--- PROVIDED INFORMATION Enclosed Below ---

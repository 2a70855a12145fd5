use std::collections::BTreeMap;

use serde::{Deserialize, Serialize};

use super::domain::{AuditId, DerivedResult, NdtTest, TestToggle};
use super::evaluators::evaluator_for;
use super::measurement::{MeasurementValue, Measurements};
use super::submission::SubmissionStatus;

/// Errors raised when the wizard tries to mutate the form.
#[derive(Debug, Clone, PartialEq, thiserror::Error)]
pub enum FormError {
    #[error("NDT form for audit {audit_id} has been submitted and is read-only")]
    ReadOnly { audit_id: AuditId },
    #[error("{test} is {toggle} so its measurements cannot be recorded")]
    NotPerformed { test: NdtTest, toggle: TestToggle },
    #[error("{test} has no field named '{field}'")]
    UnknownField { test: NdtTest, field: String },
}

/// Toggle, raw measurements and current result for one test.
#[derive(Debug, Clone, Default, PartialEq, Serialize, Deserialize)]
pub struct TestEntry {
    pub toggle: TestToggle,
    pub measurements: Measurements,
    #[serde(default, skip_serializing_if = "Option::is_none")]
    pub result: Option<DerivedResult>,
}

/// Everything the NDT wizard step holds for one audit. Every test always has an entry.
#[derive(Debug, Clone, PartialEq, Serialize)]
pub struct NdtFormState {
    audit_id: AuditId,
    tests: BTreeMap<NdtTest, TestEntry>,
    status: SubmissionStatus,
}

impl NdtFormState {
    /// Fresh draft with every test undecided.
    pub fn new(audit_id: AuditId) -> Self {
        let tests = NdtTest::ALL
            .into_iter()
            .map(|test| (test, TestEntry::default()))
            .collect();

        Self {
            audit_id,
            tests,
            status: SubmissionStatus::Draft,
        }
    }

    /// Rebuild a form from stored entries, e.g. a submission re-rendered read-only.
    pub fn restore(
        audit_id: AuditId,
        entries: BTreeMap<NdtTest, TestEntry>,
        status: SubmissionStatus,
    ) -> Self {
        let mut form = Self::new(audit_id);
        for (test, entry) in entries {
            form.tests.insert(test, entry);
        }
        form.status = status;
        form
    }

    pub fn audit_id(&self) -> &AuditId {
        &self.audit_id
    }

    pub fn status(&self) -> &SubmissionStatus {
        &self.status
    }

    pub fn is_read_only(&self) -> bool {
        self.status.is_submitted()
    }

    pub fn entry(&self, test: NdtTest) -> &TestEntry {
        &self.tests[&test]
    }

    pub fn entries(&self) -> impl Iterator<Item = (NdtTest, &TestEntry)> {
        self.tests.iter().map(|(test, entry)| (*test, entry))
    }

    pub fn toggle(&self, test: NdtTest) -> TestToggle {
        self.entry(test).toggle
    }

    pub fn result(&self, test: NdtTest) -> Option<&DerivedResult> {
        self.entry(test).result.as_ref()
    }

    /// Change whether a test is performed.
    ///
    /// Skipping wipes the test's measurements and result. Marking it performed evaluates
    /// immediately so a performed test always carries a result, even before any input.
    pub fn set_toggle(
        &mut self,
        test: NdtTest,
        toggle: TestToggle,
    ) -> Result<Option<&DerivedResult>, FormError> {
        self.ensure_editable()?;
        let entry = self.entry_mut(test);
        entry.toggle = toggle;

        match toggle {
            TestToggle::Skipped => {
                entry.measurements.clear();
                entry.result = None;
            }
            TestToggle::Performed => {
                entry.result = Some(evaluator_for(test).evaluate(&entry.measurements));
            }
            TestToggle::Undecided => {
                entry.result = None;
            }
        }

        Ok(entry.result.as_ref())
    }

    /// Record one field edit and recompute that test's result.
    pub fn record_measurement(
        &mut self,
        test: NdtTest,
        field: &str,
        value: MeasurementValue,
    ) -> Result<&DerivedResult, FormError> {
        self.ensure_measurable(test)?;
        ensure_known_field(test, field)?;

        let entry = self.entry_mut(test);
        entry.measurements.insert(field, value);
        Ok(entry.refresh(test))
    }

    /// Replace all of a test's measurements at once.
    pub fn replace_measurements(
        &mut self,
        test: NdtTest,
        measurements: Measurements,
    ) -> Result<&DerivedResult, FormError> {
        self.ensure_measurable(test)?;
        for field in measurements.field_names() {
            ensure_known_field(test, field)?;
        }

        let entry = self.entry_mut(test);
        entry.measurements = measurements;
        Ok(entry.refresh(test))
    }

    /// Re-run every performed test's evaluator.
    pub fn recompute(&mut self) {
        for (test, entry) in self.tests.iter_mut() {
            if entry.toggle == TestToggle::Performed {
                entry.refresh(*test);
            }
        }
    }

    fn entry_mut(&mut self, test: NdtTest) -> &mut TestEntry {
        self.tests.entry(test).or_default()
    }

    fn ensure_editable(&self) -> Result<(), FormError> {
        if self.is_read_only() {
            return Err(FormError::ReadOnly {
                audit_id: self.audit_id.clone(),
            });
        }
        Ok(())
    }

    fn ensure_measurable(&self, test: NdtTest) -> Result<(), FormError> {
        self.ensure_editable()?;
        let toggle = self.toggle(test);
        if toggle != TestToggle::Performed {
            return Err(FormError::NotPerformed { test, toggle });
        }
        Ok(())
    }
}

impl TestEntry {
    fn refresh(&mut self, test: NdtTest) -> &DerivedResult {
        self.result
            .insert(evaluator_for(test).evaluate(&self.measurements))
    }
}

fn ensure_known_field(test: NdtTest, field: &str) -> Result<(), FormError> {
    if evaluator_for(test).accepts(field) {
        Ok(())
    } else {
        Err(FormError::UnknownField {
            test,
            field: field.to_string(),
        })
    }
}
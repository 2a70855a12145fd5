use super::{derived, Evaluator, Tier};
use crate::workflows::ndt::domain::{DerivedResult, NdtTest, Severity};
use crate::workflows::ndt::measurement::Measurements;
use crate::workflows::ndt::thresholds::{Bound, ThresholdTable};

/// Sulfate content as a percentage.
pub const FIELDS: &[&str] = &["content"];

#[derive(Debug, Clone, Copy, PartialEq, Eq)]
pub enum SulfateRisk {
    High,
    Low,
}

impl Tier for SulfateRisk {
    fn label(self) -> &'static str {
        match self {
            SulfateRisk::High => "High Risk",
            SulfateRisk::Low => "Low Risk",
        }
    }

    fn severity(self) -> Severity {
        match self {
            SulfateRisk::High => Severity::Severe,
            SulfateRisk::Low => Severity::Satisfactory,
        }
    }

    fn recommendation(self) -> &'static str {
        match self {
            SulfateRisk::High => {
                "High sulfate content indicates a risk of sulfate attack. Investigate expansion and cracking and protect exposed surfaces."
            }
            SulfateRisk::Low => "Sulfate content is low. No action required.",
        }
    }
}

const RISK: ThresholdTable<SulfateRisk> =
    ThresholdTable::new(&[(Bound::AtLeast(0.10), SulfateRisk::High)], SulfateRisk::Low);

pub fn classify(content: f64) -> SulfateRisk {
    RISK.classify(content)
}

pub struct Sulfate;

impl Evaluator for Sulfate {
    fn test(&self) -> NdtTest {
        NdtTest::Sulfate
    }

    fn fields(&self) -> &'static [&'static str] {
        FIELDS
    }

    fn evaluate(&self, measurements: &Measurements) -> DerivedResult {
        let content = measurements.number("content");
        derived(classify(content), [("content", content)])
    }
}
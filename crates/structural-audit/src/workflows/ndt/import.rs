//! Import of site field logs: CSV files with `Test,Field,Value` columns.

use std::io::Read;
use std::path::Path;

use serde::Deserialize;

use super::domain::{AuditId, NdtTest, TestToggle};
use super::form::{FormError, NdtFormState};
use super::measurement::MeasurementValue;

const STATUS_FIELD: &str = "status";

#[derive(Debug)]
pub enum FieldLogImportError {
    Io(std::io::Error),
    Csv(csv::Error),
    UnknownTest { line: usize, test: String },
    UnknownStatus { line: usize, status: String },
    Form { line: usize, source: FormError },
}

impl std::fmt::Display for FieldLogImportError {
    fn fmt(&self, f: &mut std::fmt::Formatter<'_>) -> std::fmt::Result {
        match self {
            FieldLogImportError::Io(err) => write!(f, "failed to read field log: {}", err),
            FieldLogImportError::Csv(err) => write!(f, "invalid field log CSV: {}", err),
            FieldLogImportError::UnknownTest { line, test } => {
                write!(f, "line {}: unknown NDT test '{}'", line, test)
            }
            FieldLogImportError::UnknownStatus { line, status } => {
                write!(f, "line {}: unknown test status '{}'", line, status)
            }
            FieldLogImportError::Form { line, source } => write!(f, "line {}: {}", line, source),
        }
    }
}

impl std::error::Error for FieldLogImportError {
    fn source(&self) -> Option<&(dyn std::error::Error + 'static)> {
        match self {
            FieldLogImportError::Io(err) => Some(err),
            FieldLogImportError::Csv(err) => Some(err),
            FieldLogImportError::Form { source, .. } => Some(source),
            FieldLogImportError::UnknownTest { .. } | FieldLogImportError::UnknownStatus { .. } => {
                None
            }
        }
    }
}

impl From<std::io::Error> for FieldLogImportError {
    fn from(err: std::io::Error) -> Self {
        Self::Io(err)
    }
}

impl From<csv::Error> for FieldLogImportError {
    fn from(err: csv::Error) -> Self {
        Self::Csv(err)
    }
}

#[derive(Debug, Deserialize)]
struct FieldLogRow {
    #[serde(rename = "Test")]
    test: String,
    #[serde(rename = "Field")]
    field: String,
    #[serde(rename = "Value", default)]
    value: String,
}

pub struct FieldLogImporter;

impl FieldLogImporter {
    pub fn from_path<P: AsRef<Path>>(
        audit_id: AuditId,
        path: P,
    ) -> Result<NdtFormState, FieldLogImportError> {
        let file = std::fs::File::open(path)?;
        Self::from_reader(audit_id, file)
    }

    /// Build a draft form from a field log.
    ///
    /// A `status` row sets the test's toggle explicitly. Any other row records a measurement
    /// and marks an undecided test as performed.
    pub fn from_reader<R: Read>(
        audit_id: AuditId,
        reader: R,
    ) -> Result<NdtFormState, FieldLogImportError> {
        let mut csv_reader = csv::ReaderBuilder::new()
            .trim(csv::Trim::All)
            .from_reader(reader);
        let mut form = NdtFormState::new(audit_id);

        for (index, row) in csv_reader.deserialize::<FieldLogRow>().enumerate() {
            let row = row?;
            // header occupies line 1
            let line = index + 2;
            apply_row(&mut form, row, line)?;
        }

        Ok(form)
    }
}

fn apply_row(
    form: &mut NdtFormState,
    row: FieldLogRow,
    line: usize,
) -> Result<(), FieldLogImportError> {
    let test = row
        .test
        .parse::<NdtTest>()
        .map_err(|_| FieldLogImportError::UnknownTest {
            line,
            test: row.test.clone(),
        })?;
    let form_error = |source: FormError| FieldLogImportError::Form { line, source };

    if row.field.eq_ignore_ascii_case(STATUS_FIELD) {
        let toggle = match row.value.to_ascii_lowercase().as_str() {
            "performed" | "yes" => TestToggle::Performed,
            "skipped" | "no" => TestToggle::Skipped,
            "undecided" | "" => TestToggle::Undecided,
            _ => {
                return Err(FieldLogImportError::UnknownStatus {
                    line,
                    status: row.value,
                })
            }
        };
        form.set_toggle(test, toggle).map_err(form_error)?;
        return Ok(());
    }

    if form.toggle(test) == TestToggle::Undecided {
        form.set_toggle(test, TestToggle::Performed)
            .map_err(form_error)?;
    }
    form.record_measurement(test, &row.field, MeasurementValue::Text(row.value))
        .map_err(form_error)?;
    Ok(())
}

--- End of Enclosed PROVIDED INFORMATION ---

In the entries above, find each line that includes the string "refresh" and copy it.

        Ok(entry.refresh(test))
        Ok(entry.refresh(test))
                entry.refresh(*test);
    fn refresh(&mut self, test: NdtTest) -> &DerivedResult {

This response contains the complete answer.